Drug shortages are a function of demand and supply mismatches that can be affected by manufacturing and distribution, as well as by regulatory, economic, or political considerations. Prior to the coronavirus disease 2019 (COVID-19) pandemic, numerous countries frequently documented such shortages, mostly with injectable drugs, to include antimicrobials, anesthetics, cardiovascular and neurologic drugs, nutrition, electrolytes, and cancer chemotherapy.
The COVID-19 pandemic dramatically shows how a large and sudden surge in demand can lead to shortages when local, national, and international supply chains cannot keep pace, in particular for medications with limited therapeutic alternatives for critical care. The current article highlights the available literature on possible causes and mitigation strategies to manage shortages of critical care drugs from the local, institutional level to the global stage in a worldwide crisis such as a pandemic.
The COVID-19 pandemic resulted in international shortages of multiple critical drugs.
Sedatives, analgesics, and paralytics needed to support critical care were particularly affected by the surge in volumes of patients requiring mechanical ventilation, combined with high-dose requirements often used to manage severe hypoxemia. The result was a quick depletion of limited “just-in-time” inventories at many hospitals. This situation was exacerbated by the inability to access supplies to match these new demands in either local, national, or international networks.
There are also disparity concerns at the international level, such as preferential access and hoarding by higher income countries, and, conversely, ineffective stock management, notification systems, and demand forecasting in low- and middle-income countries.
Supply chain disruptions leading to medication shortages are more likely to occur when there is limited diversification in the development and distribution of required active pharmaceutical ingredients (APIs). The problem is further exacerbated when the manufacturing process is arduous or lengthy, or the supply of raw materials is disrupted. For example, approximately 80% of active ingredients required for pharmaceutical compounding hail from India and China, one of which (China) was the first country affected by COVID-19.
In a study of nonprescription, generic oral forms approved by the US Food and Drug Administration (FDA) since 1939, only 19% had a manufacturer approved by four or more of seven non-US regulators evaluated.
The federation recommended the compilation of publicly available lists of known national drug shortages and the creation of national surveillance bodies to gather and share information about demand. The goal was to develop mitigation strategies for times of shortage, remove unnecessary variability in regulatory practices, and develop a global process for determining vulnerable products.

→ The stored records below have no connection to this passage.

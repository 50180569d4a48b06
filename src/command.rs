//! Turn commands, and the boundary through which players submit them.

use std::fmt;
use std::str::FromStr;

#[cfg(feature = "serde")]
use serde::{Deserialize, Serialize};

use crate::position::{Direction, Square};

/// An action submitted to the game on a player's turn.
///
/// Text notation:
/// * `play CAT 8H` places `C`, `A`, `T` from row 8, column H, rightwards.
///   `play CAT H8` goes downwards. Lowercase letters are blanks.
/// * `pass`
/// * `exchange A,B,E`, commas optional
/// * `shuffle`
#[derive(Clone, Debug, PartialEq, Eq)]
#[cfg_attr(feature = "serde", derive(Serialize, Deserialize))]
pub enum Command {
    Play {
        letters: String,
        square: Square,
        direction: Direction,
    },
    Pass,
    Exchange(Vec<char>),
    Shuffle,
}

impl Command {
    pub fn play(letters: &str, square: Square, direction: Direction) -> Self {
        Command::Play {
            letters: letters.to_string(),
            square,
            direction,
        }
    }

    /// Whether the command hands the turn to the next player.
    pub fn ends_turn(&self) -> bool {
        !matches!(self, Command::Shuffle)
    }
}

impl fmt::Display for Command {
    fn fmt(&self, f: &mut fmt::Formatter<'_>) -> fmt::Result {
        match self {
            Command::Play {
                letters,
                square,
                direction,
            } => write!(
                f,
                "play {} {}",
                letters,
                square.to_oriented_string(*direction)
            ),
            Command::Pass => write!(f, "pass"),
            Command::Exchange(letters) => {
                write!(f, "exchange ")?;
                for (i, letter) in letters.iter().enumerate() {
                    if i > 0 {
                        write!(f, ",")?;
                    }
                    write!(f, "{}", letter)?;
                }
                Ok(())
            }
            Command::Shuffle => write!(f, "shuffle"),
        }
    }
}

impl FromStr for Command {
    type Err = pgn_traits::Error;

    fn from_str(input: &str) -> Result<Self, Self::Err> {
        let words: Vec<&str> = input.split_whitespace().collect();
        match words.first().map(|word| word.to_ascii_lowercase()).as_deref() {
            Some("play") => {
                let (letters, coordinate) = match words[1..] {
                    [letters, coordinate] => (letters, coordinate),
                    _ => {
                        return Err(pgn_traits::Error::new_parse_error(format!(
                            "Couldn't parse \"{}\", expected play <letters> <square>",
                            input
                        )))
                    }
                };
                if !letters.chars().all(|ch| ch.is_ascii_alphabetic()) {
                    return Err(pgn_traits::Error::new_parse_error(format!(
                        "Couldn't parse letters \"{}\"",
                        letters
                    )));
                }
                let (square, direction) = Square::parse_oriented(coordinate)?;
                Ok(Command::Play {
                    letters: letters.to_string(),
                    square,
                    direction,
                })
            }
            Some("pass") if words.len() == 1 => Ok(Command::Pass),
            Some("shuffle") if words.len() == 1 => Ok(Command::Shuffle),
            Some("exchange") => {
                let letters: Vec<char> = words[1..]
                    .iter()
                    .flat_map(|word| word.chars())
                    .filter(|ch| *ch != ',')
                    .map(|ch| ch.to_ascii_uppercase())
                    .collect();
                if letters.is_empty() {
                    return Err(pgn_traits::Error::new_parse_error(
                        "Exchange needs at least one letter".to_string(),
                    ));
                }
                Ok(Command::Exchange(letters))
            }
            _ => Err(pgn_traits::Error::new_parse_error(format!(
                "Couldn't parse command \"{}\"",
                input
            ))),
        }
    }
}

/// The turn manager's side of the command boundary.
pub trait CommandSink {
    /// Queue one tile for removal from the submitting player's hand.
    fn remove_letter_from_hand(&mut self, letter: char);

    fn process_command(&mut self, command: Command);
}

/// A `CommandSink` that records what was submitted, to be applied later.
#[derive(Clone, Debug, Default, PartialEq, Eq)]
pub struct RecordedTurn {
    pub removals: Vec<char>,
    pub commands: Vec<Command>,
}

impl CommandSink for RecordedTurn {
    fn remove_letter_from_hand(&mut self, letter: char) {
        self.removals.push(letter);
    }

    fn process_command(&mut self, command: Command) {
        self.commands.push(command);
    }
}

A scoping review evaluated publicly available listings of drugs at risk of shortage on an international level, providing a listing according to country of publicly available databases, along with frequency of updating and whether reporting was mandatory or voluntary.
Although many countries were identified in the scoping review to have mandatory reporting, only eight countries required daily updating: Australia, Belgium, Canada, Czechia, Latvia, Portugal, Sweden, and the United States. Two multicountry collaborations were identified that analyzed the causes of shortages and provided frameworks to ensure patient safety: the South American Institute of Government in Health and the European Cooperation in Science and Technology (COST) research collaboration in Europe.
Based on examples from these networks, a larger international task force could reasonably facilitate preparation, mitigation, and coordination and minimize the impact of shortages at the front lines of care.
In the United States, several measures to improve reporting of production interruptions have been implemented, but regulatory bodies cannot mandate a pharmaceutical company into drug production. The FDA Drug Shortages Task Force report described three major root causes.
The first was the lack of incentive for manufacturers to produce less-profitable drugs. Many of these shortages involve older or generic drugs, whose manufacturers contend with intense price competition and uncertain revenues. In an analysis of data from 2013 to 2017, injectables identified in shortage were in the 33rd percentile by cost of all marketed drugs. The decision to increase manufacturing of a less-profitable but needed drug could force production tradeoffs with more-profitable drugs.
The second factor described was the expense of maintaining mature quality management systems. Many drugs in shortage have been available for > 35 years, and quality maintenance requires continual technical improvement, involving investments that markets may not reward in the short term. A failure to comply with required production standards or Good Manufacturing Practice regulations, however, can result in supply interruption and consequently drug shortages. Finally, logistical and regulatory challenges may make it difficult for markets to recover after supply disruptions. As drug supply chains become longer and more fragmented (with increased overseas production), the ability to rapidly increase production during a shortage is diminished.
Additional causes of drug shortages also require consideration. Health systems typically obtain their drug products through wholesale distributors. Restrictive distribution methods may limit product availability to suppliers or systems that comply with manufacturer agreements based on market approval requirements.
Shortages can also occur when a disproportionate number of hospitals in a region use the same wholesale distributor. Most institutions use “just-in-time” inventory practices for budgetary reasons; this inventory strategy is highly reliant on a functional supply chain, making them vulnerable to unexpected shortages during a natural disaster or pandemic. Furthermore, rumors of a disruption in the supply chain can lead to hoarding, potentially preventing drugs from reaching regions where affected patients are concentrated. The impact of rumors and fears on supply chains was dramatically illustrated to the world with the “Great Toilet Paper Panic of 2020,” in which sales ballooned to > 700% nearly overnight.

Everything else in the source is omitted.